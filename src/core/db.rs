use std::{collections::BTreeMap, path::Path};

use sqlx::{
    migrate::MigrateDatabase,
    sqlite::{Sqlite, SqlitePoolOptions},
    types::Json,
    SqlitePool,
};

use crate::{
    error::{Error, Result},
    util::unix_millis,
};

use super::{
    donation::{Donation, DonationStatus},
    participant::{Identity, Participant, PaymentStatus},
    track::Track,
    voucher::Voucher,
};

/// A participant that has not been written yet
#[derive(Debug, Clone)]
pub struct NewParticipant {
    pub identity: Identity,
    pub profile: BTreeMap<String, String>,
    pub photo_url: Option<String>,
    pub payment_status: PaymentStatus,
}

pub struct RegistryDb {
    db: SqlitePool,
}

fn is_unique_violation(err: &sqlx::Error) -> bool {
    err.as_database_error()
        .map(|e| e.is_unique_violation())
        .unwrap_or(false)
}
use rand::Rng;
use serde::{Deserialize, Serialize};
use sqlx::prelude::FromRow;

use crate::{
    error::{Error, Result},
    util::unix_millis,
};

#[derive(Clone, Copy, Debug, PartialEq, Eq, Serialize, Deserialize, sqlx::Type)]
#[serde(rename_all = "snake_case")]
#[sqlx(rename_all = "snake_case")]
pub enum DonationStatus {
    Pending,
    Successful,
    Failed,
}

/// A donation made through the payment gateway
#[derive(PartialEq, Debug, FromRow, Clone, Serialize)]
pub struct Donation {
    pub id: i64,
    /// Reference handed to the gateway
    pub tx_ref: String,
    pub full_name: String,
    pub email: String,
    pub amount: i64,
    pub currency: String,
    pub status: DonationStatus,
    pub transaction_id: Option<String>,
    pub created_at: i64,
}

/// Json body of a donation request
#[derive(Deserialize, Debug, Clone)]
pub struct DonationRequest {
    pub full_name: String,
    pub email: String,
    pub amount: i64,
}

impl DonationRequest {
    pub fn validate(&self) -> Result<()> {
        if self.full_name.trim().is_empty() || self.email.trim().is_empty() {
            return Err(Error::Validation("Name and email are required".to_string()));
        }
        if !self.email.contains('@') {
            return Err(Error::Validation("Invalid email address".to_string()));
        }
        if self.amount <= 0 {
            return Err(Error::Validation("Enter a valid amount".to_string()));
        }
        Ok(())
    }
}

pub fn new_donation_ref() -> String {
    let suffix: u32 = rand::thread_rng().gen_range(1000..10000);
    format!("DON-{}-{}", unix_millis(), suffix)
}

****************

**Exercise:**
Copy the whole listing down exactly.

**Solution for this task:**
filename src/core/db.rs
use std::{collections::BTreeMap, path::Path};

use sqlx::{
    migrate::MigrateDatabase,
    sqlite::{Sqlite, SqlitePoolOptions},
    types::Json,
    SqlitePool,
};

use crate::{
    error::{Error, Result},
    util::unix_millis,
};

use super::{
    donation::{Donation, DonationStatus},
    participant::{Identity, Participant, PaymentStatus},
    track::Track,
    voucher::Voucher,
};

/// A participant that has not been written yet
#[derive(Debug, Clone)]
pub struct NewParticipant {
    pub identity: Identity,
    pub profile: BTreeMap<String, String>,
    pub photo_url: Option<String>,
    pub payment_status: PaymentStatus,
}

pub struct RegistryDb {
    db: SqlitePool,
}

fn is_unique_violation(err: &sqlx::Error) -> bool {
    err.as_database_error()
        .map(|e| e.is_unique_violation())
        .unwrap_or(false)
}
use rand::Rng;
use serde::{Deserialize, Serialize};
use sqlx::prelude::FromRow;

use crate::{
    error::{Error, Result},
    util::unix_millis,
};

#[derive(Clone, Copy, Debug, PartialEq, Eq, Serialize, Deserialize, sqlx::Type)]
#[serde(rename_all = "snake_case")]
#[sqlx(rename_all = "snake_case")]
pub enum DonationStatus {
    Pending,
    Successful,
    Failed,
}

/// A donation made through the payment gateway
#[derive(PartialEq, Debug, FromRow, Clone, Serialize)]
pub struct Donation {
    pub id: i64,
    /// Reference handed to the gateway
    pub tx_ref: String,
    pub full_name: String,
    pub email: String,
    pub amount: i64,
    pub currency: String,
    pub status: DonationStatus,
    pub transaction_id: Option<String>,
    pub created_at: i64,
}

/// Json body of a donation request
#[derive(Deserialize, Debug, Clone)]
pub struct DonationRequest {
    pub full_name: String,
    pub email: String,
    pub amount: i64,
}

impl DonationRequest {
    pub fn validate(&self) -> Result<()> {
        if self.full_name.trim().is_empty() || self.email.trim().is_empty() {
            return Err(Error::Validation("Name and email are required".to_string()));
        }
        if !self.email.contains('@') {
            return Err(Error::Validation("Invalid email address".to_string()));
        }
        if self.amount <= 0 {
            return Err(Error::Validation("Enter a valid amount".to_string()));
        }
        Ok(())
    }
}

pub fn new_donation_ref() -> String {
    let suffix: u32 = rand::thread_rng().gen_range(1000..10000);
    format!("DON-{}-{}", unix_millis(), suffix)
}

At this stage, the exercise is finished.